> **Work order**
Repeat, please, only the lines from the top of the data down to the line with "Create one per"; include both of those lines.

> **Data to examine**

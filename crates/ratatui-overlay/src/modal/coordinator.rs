//! Shared registry of mounted modals.
//!
//! # Invariants
//!
//! - The stack holds exactly the modals that are opening or open, most recently opened first.
//! - An id appears at most once; opening an already stacked modal moves it to the front.
//! - `is_modal_open()` is `true` iff the stack is non-empty.
//! - Input is dispatched only to the modal at the front of the stack *at dispatch time*.
//!
//! The coordinator is an `Rc` handle, so it is `!Send` and stays on the UI thread.

use super::ModalAction;
use super::ModalShared;
use ratatui_overlay_core::input::InputEvent;
use ratatui_overlay_core::timer;
use std::cell::RefCell;
use std::rc::Rc;
use std::rc::Weak;
use std::time::Instant;

/// Identifies one mounted modal within its coordinator.
#[derive(Clone, Copy, Debug, PartialEq, Eq, Hash, PartialOrd, Ord)]
pub struct ModalId(u64);

impl ModalId {
    #[inline]
    pub const fn get(self) -> u64 {
        self.0
    }
}

#[derive(Default)]
struct Registry {
    next_id: u64,
    mounted: Vec<(ModalId, Weak<ModalShared>)>,
    stack: Vec<ModalId>,
    modal_open: bool,
    focused: Option<ModalId>,
}

impl Registry {
    fn lookup(&self, id: ModalId) -> Option<Rc<ModalShared>> {
        self.mounted
            .iter()
            .find(|(m, _)| *m == id)
            .and_then(|(_, w)| w.upgrade())
    }

    fn live(&self) -> Vec<Rc<ModalShared>> {
        self.mounted.iter().filter_map(|(_, w)| w.upgrade()).collect()
    }

    fn remove_from_stack(&mut self, id: ModalId) -> bool {
        let before = self.stack.len();
        self.stack.retain(|m| *m != id);
        if self.stack.is_empty() && self.modal_open {
            self.modal_open = false;
            tracing::debug!("last modal closed, clearing modal-open marker");
        }
        self.stack.len() != before
    }
}

/// Injected service coordinating every modal that shares a screen.
///
/// Create one per terminal (or per test) and pass it to each [`Modal`](super::Modal).
#[derive(Clone, Default)]
pub struct ModalCoordinator {
    inner: Rc<RefCell<Registry>>,
}

impl std::fmt::Debug for ModalCoordinator {
    fn fmt(&self, f: &mut std::fmt::Formatter<'_>) -> std::fmt::Result {
        let reg = self.inner.borrow();
        f.debug_struct("ModalCoordinator")
            .field("mounted", &reg.mounted.len())
            .field("stack", &reg.stack)
            .field("modal_open", &reg.modal_open)
            .field("focused", &reg.focused)
            .finish()
    }
}

impl ModalCoordinator {
    pub fn new() -> Self {
        Self::default()
    }

    /// Stacked modal ids, front (topmost) first.
    pub fn stack(&self) -> Vec<ModalId> {
        self.inner.borrow().stack.clone()
    }

    pub fn top(&self) -> Option<ModalId> {
        self.inner.borrow().stack.first().copied()
    }

    pub fn position(&self, id: ModalId) -> Option<usize> {
        self.inner.borrow().stack.iter().position(|m| *m == id)
    }

    pub fn depth(&self) -> usize {
        self.inner.borrow().stack.len()
    }

    pub fn mounted_count(&self) -> usize {
        self.inner.borrow().mounted.len()
    }

    /// The page-level "a modal is open" marker. Apps use it to suppress scrolling or dim chrome
    /// behind the overlay.
    pub fn is_modal_open(&self) -> bool {
        self.inner.borrow().modal_open
    }

    /// The modal holding keyboard focus, if any.
    pub fn focused(&self) -> Option<ModalId> {
        self.inner.borrow().focused
    }

    /// Moves focus into a mounted modal. Unknown ids are ignored.
    pub fn focus(&self, id: ModalId) -> bool {
        let mut reg = self.inner.borrow_mut();
        if !reg.mounted.iter().any(|(m, _)| *m == id) {
            return false;
        }
        reg.focused = Some(id);
        true
    }

    /// Releases focus if `id` holds it.
    pub fn blur(&self, id: ModalId) {
        let mut reg = self.inner.borrow_mut();
        if reg.focused == Some(id) {
            reg.focused = None;
        }
    }

    /// Routes an input event to the topmost modal.
    ///
    /// Every mounted modal is registered here, but only the one at the front of the stack when
    /// the event arrives may react. Returns [`ModalAction::Ignored`] when the stack is empty or
    /// the top modal did not handle the event.
    pub fn handle_event(&self, event: &InputEvent, now: Instant) -> ModalAction {
        let target = {
            let reg = self.inner.borrow();
            reg.stack.first().and_then(|id| reg.lookup(*id))
        };
        match target {
            Some(shared) => shared.handle_event(event, now),
            None => ModalAction::Ignored,
        }
    }

    /// Advances the timers of every mounted modal. Returns `true` if any of them changed phase.
    pub fn tick(&self, now: Instant) -> bool {
        let live = self.inner.borrow().live();
        let mut changed = false;
        for shared in live {
            changed |= shared.tick(now);
        }
        changed
    }

    /// The earliest pending timer among mounted modals.
    pub fn next_deadline(&self) -> Option<Instant> {
        let live = self.inner.borrow().live();
        timer::earliest(live.iter().map(|s| s.next_deadline()))
    }

    pub(crate) fn register(&self, shared: Weak<ModalShared>) -> ModalId {
        let mut reg = self.inner.borrow_mut();
        reg.next_id += 1;
        let id = ModalId(reg.next_id);
        reg.mounted.push((id, shared));
        tracing::trace!(id = id.0, "modal mounted");
        id
    }

    pub(crate) fn unregister(&self, id: ModalId) {
        let mut reg = self.inner.borrow_mut();
        reg.mounted.retain(|(m, _)| *m != id);
        reg.remove_from_stack(id);
        if reg.focused == Some(id) {
            reg.focused = None;
        }
        tracing::trace!(id = id.0, "modal unmounted");
    }

    /// Moves `id` to the front of the stack and asserts the marker.
    pub(crate) fn push_front(&self, id: ModalId) {
        let mut reg = self.inner.borrow_mut();
        reg.stack.retain(|m| *m != id);
        reg.stack.insert(0, id);
        reg.modal_open = true;
        tracing::trace!(id = id.0, depth = reg.stack.len(), "modal stacked");
    }

    pub(crate) fn remove(&self, id: ModalId) -> bool {
        let mut reg = self.inner.borrow_mut();
        let removed = reg.remove_from_stack(id);
        if removed {
            tracing::trace!(id = id.0, depth = reg.stack.len(), "modal unstacked");
        }
        removed
    }
}
use std::path::PathBuf;

#[derive(Debug, thiserror::Error)]
pub enum ConfigError {
    #[error("failed to read config from {path}")]
    Read {
        path: PathBuf,
        #[source]
        source: std::io::Error,
    },
    #[error("failed to parse config")]
    Parse(#[from] toml::de::Error),
    #[error("invalid config value for `{field}`: {reason}")]
    Invalid { field: &'static str, reason: String },
}

pub type Result<T, E = ConfigError> = std::result::Result<T, E>;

> **Task output**
filename crates/ratatui-overlay/src/modal/coordinator.rs
//! Shared registry of mounted modals.
//!
//! # Invariants
//!
//! - The stack holds exactly the modals that are opening or open, most recently opened first.
//! - An id appears at most once; opening an already stacked modal moves it to the front.
//! - `is_modal_open()` is `true` iff the stack is non-empty.
//! - Input is dispatched only to the modal at the front of the stack *at dispatch time*.
//!
//! The coordinator is an `Rc` handle, so it is `!Send` and stays on the UI thread.

use super::ModalAction;
use super::ModalShared;
use ratatui_overlay_core::input::InputEvent;
use ratatui_overlay_core::timer;
use std::cell::RefCell;
use std::rc::Rc;
use std::rc::Weak;
use std::time::Instant;

/// Identifies one mounted modal within its coordinator.
#[derive(Clone, Copy, Debug, PartialEq, Eq, Hash, PartialOrd, Ord)]
pub struct ModalId(u64);

impl ModalId {
    #[inline]
    pub const fn get(self) -> u64 {
        self.0
    }
}

#[derive(Default)]
struct Registry {
    next_id: u64,
    mounted: Vec<(ModalId, Weak<ModalShared>)>,
    stack: Vec<ModalId>,
    modal_open: bool,
    focused: Option<ModalId>,
}

impl Registry {
    fn lookup(&self, id: ModalId) -> Option<Rc<ModalShared>> {
        self.mounted
            .iter()
            .find(|(m, _)| *m == id)
            .and_then(|(_, w)| w.upgrade())
    }

    fn live(&self) -> Vec<Rc<ModalShared>> {
        self.mounted.iter().filter_map(|(_, w)| w.upgrade()).collect()
    }

    fn remove_from_stack(&mut self, id: ModalId) -> bool {
        let before = self.stack.len();
        self.stack.retain(|m| *m != id);
        if self.stack.is_empty() && self.modal_open {
            self.modal_open = false;
            tracing::debug!("last modal closed, clearing modal-open marker");
        }
        self.stack.len() != before
    }
}

/// Injected service coordinating every modal that shares a screen.
///
/// Create one per terminal (or per test) and pass it to each [`Modal`](super::Modal).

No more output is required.